O’Hagan is a clever writer and one of the pleasures of his book is the way it plays off the moral clichés of the showbiz story against the novelist’s need for dramatic irony and deep structure.  Personality has the staples of a star life: the discarded family and childhood friend; the sinisterly controlling agent/manager; the obsessive fan; the lover who just wants to understand.  But these familiar figures are made to serve sophisticated fictional purposes.  The Tambini family history contains a mystery and its revelation gives us clues to the mystery of Maria herself.  The obsessive fan becomes a stalker, gives an external suspense and resolution to Maria’s life.  Maria’s lover, Michael, who has the nurturing masculinity of the hero of a love song, is also clearly a stand-in for O’Hagan himself, the interloper from another kind of culture.

O’Hagan is equally adept at using self-consciously literary devices.  Maria loses touch with Kalpana in a series of letters, in which her style changes from the personal to the impersonal, replying eventually with beauty tips, in the kind of form letter to which stars put their names in teenage magazines.  What O’Hagan describes here with elegant economy is not just “the evolution of distance” (his chapter title), not just Maria’s growing concern for make-up and appearance, but also the irony that while, in Bute, Kalpana is growing up, in the international world of showbiz, Maria is frozen in her role of child performer.  Michael, similarly, is given a job with a charity for the war blinded, for people who don’t know or care what Maria looks like.

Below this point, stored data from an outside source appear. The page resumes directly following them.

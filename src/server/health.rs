//! Health check endpoint for liveness probes.
//!
//! Reports whether the process is up and whether a webhook secret is
//! configured, so operational monitoring can detect a receiver accidentally
//! running in verification-disabled mode.

use axum::Json;
use axum::extract::State;
use chrono::{DateTime, Utc};
use serde::Serialize;

use super::AppState;

/// Health check response body.
#[derive(Debug, Serialize)]
pub struct HealthResponse {
    pub status: &'static str,
    pub timestamp: DateTime<Utc>,
    pub webhook_secret_configured: bool,
}

/// Health check handler.
///
/// Always returns 200 when the server is running; consumers inspect the body
/// for the secret-configured flag.
pub async fn health_handler(State(app_state): State<AppState>) -> Json<HealthResponse> {
    Json(HealthResponse {
        status: "healthy",
        timestamp: Utc::now(),
        webhook_secret_configured: app_state.webhook_secret().is_some(),
    })
}
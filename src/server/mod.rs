//! HTTP server for the webhook receiver.
//!
//! # Endpoints
//!
//! - `POST /webhooks/judge` - Accepts submission result deliveries
//! - `GET /health` - Liveness probe (reports whether a secret is configured)
//! - `POST /test-webhook` - Manual connectivity test, no verification

use std::sync::Arc;

pub mod health;
pub mod test_webhook;
pub mod webhook;

pub use health::health_handler;
pub use test_webhook::test_webhook_handler;
pub use webhook::webhook_handler;

use crate::hooks::SubmissionHooks;

/// Shared application state.
///
/// Passed to all handlers via Axum's `State` extractor. Immutable for the
/// process lifetime: concurrent deliveries share it read-only, so no locking
/// is needed.
#[derive(Clone)]
pub struct AppState {
    inner: Arc<AppStateInner>,
}

struct AppStateInner {
    /// Webhook secret for HMAC-SHA256 signature verification.
    ///
    /// `None` disables verification (open mode for development).
    webhook_secret: Option<Vec<u8>>,

    /// Outcome handlers invoked by the dispatcher.
    hooks: Box<dyn SubmissionHooks>,
}

impl AppState {
    /// Creates a new `AppState` with the given secret and outcome hooks.
    pub fn new(
        webhook_secret: Option<Vec<u8>>,
        hooks: impl SubmissionHooks + 'static,
    ) -> Self {
        AppState {
            inner: Arc::new(AppStateInner {
                webhook_secret,
                hooks: Box::new(hooks),
            }),
        }
    }

    /// Returns the webhook secret, if configured.
    pub fn webhook_secret(&self) -> Option<&[u8]> {
        self.inner.webhook_secret.as_deref()
    }

    /// Returns the outcome hooks.
    pub fn hooks(&self) -> &dyn SubmissionHooks {
        self.inner.hooks.as_ref()
    }
}

/// Builds the axum Router with all endpoints.
pub fn build_router(app_state: AppState) -> axum::Router {
    use axum::routing::{get, post};

    axum::Router::new()
        .route("/webhooks/judge", post(webhook_handler))
        .route("/test-webhook", post(test_webhook_handler))
        .route("/health", get(health_handler))
        .with_state(app_state)
}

Personality is a book about pop stardom.  It is not a book about pop music, and O’Hagan is at his least convincing when describing Maria as a singer[5]. [5]   He is obviously interested in the narrative of fame but his real fascination is, indeed, personality, personality as a kind of low cultural parable of creation, the star as a fiction, lifeless when the author withdraws.  Who creates a personality? Who or what lies behind it?  Personality is worth reading not because O’Hagan, as a good novelist, illuminates a real musical life, imaginatively turns a public story into a private one, but because he uses a pop story to illuminate the experience of writing fictions, turning the private into the public.

NOTES

 


[1] Science fiction writers could be seen as exceptions to this argument.  They have systematically used rock technology, spectacle, power, and religiosity as a means to the literary imagination of the future.  See, for example, Harlan Ellison’s Spider Kiss, George R.R.Martin’s Armageddon Rag, the cyber punk stories of William Gibson and Bruce Sterling and, come to that, Salman Rushdie’s The Ground Beneath Her Feet.

[2]   Contrast Gordon Burn, author of a novel about Alma Cogan, a journalist who had long written about the pop/rock as well as art scenes.

[3]   One of the several Zavaroni tribute Websites quotes her as having once said “I feel as though I’ve given away my soul and I don’t have it anymore.  I’m dead inside.”

[4]   Though his book is ill served by the jacket blurb that seems to have been written by someone who’d only read a plot summary.

[5]   For a wonderful account of what it is like to make music see another recent Scottish novel, Janice Galloway’s life of Clara Schumann, Clara.